## [The problem]
Please output exactly the lines from the one containing "let env = Rc::new(RefCell::new(environment));" through the last line of the records, both included.

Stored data
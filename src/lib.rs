#![cfg(target_arch = "wasm32")]
use illustrations_core::{lifecycle, Environment, SceneDecl, SceneScheduler};
use std::cell::RefCell;
use std::rc::Rc;
use wasm_bindgen::prelude::*;
use wasm_bindgen::JsCast;
use wasm_bindgen_futures::spawn_local;
use web_sys as web;

mod constants;
mod dom;
mod events;
mod frame;
mod overlay;
mod render;

use constants::{CONTAINER_SELECTOR, REDUCED_MOTION_QUERY, SCENE_ATTRIBUTE};
use frame::{Clock, FrameContext, Mount, SharedScheduler};
use render::{CanvasSurface, Palette};

/// Register every illustration container in document order. Containers that
/// cannot host a scene are skipped without affecting the others.
fn mount_scenes(document: &web::Document, scheduler: &SharedScheduler, palette: &Rc<Palette>) -> anyhow::Result<Vec<Mount>> {
    let containers = document
        .query_selector_all(CONTAINER_SELECTOR)
        .map_err(|e| anyhow::anyhow!("query {}: {:?}", CONTAINER_SELECTOR, e))?;
    let mut mounts = Vec::new();
    for i in 0..containers.length() {
        let Some(container) = containers
            .get(i)
            .and_then(|node| node.dyn_into::<web::Element>().ok())
        else {
            continue;
        };
        let Some(name) = container.get_attribute(SCENE_ATTRIBUTE) else {
            log::warn!("[lifecycle] container without {}; skipping", SCENE_ATTRIBUTE);
            continue;
        };
        let surface = container
            .query_selector("canvas")
            .ok()
            .flatten()
            .and_then(|el| el.dyn_into::<web::HtmlCanvasElement>().ok())
            .and_then(|canvas| CanvasSurface::new(canvas, palette.clone()));
        let decl = SceneDecl {
            name: &name,
            config: dom::scene_config(&container),
            layout: dom::current_layout(&container),
        };
        let registered = lifecycle::register(&mut scheduler.borrow_mut(), &decl, surface);
        if let Some(id) = registered {
            events::wire_pointer(&container, id, scheduler.clone());
            mounts.push(Mount { id, container });
        }
    }
    Ok(mounts)
}

#[wasm_bindgen(start)]
pub fn start() -> Result<(), JsValue> {
    console_error_panic_hook::set_once();
    console_log::init_with_level(log::Level::Info).ok();
    log::info!("illustrations starting");

    spawn_local(async move {
        if let Err(e) = init().await {
            log::error!("init error: {:?}", e);
        }
    });
    Ok(())
}

async fn init() -> anyhow::Result<()> {
    let window = web::window().ok_or_else(|| anyhow::anyhow!("no window"))?;
    let document = window
        .document()
        .ok_or_else(|| anyhow::anyhow!("no document"))?;

    events::wire_global_errors();

    let palette = Rc::new(Palette::from_document(&document));
    let scheduler: SharedScheduler = Rc::new(RefCell::new(SceneScheduler::new()));
    let mounts = Rc::new(mount_scenes(&document, &scheduler, &palette)?);
    log::info!("[lifecycle] {} illustration(s) mounted", mounts.len());
    if mounts.is_empty() {
        return Ok(());
    }

    let reduce_motion = window.match_media(REDUCED_MOTION_QUERY).ok().flatten();
    let mut environment = Environment::new();
    if let Some(query) = &reduce_motion {
        environment.set_reduced_motion(query.matches());
    }
    let env = Rc::new(RefCell::new(environment));
    let clock = Clock::start();

    events::wire_observers(mounts.clone(), scheduler.clone());
    events::wire_scroll(env.clone(), clock);

    let frame_ctx = Rc::new(RefCell::new(FrameContext {
        scheduler,
        env,
        mounts,
        document,
        reduce_motion,
        clock,
    }));
    frame::start_loop(frame_ctx);
    Ok(())
}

## [Task answer]
    let env = Rc::new(RefCell::new(environment));
    let clock = Clock::start();

    events::wire_observers(mounts.clone(), scheduler.clone());
    events::wire_scroll(env.clone(), clock);

    let frame_ctx = Rc::new(RefCell::new(FrameContext {
        scheduler,
        env,
        mounts,
        document,
        reduce_motion,
        clock,
    }));
    frame::start_loop(frame_ctx);
    Ok(())
}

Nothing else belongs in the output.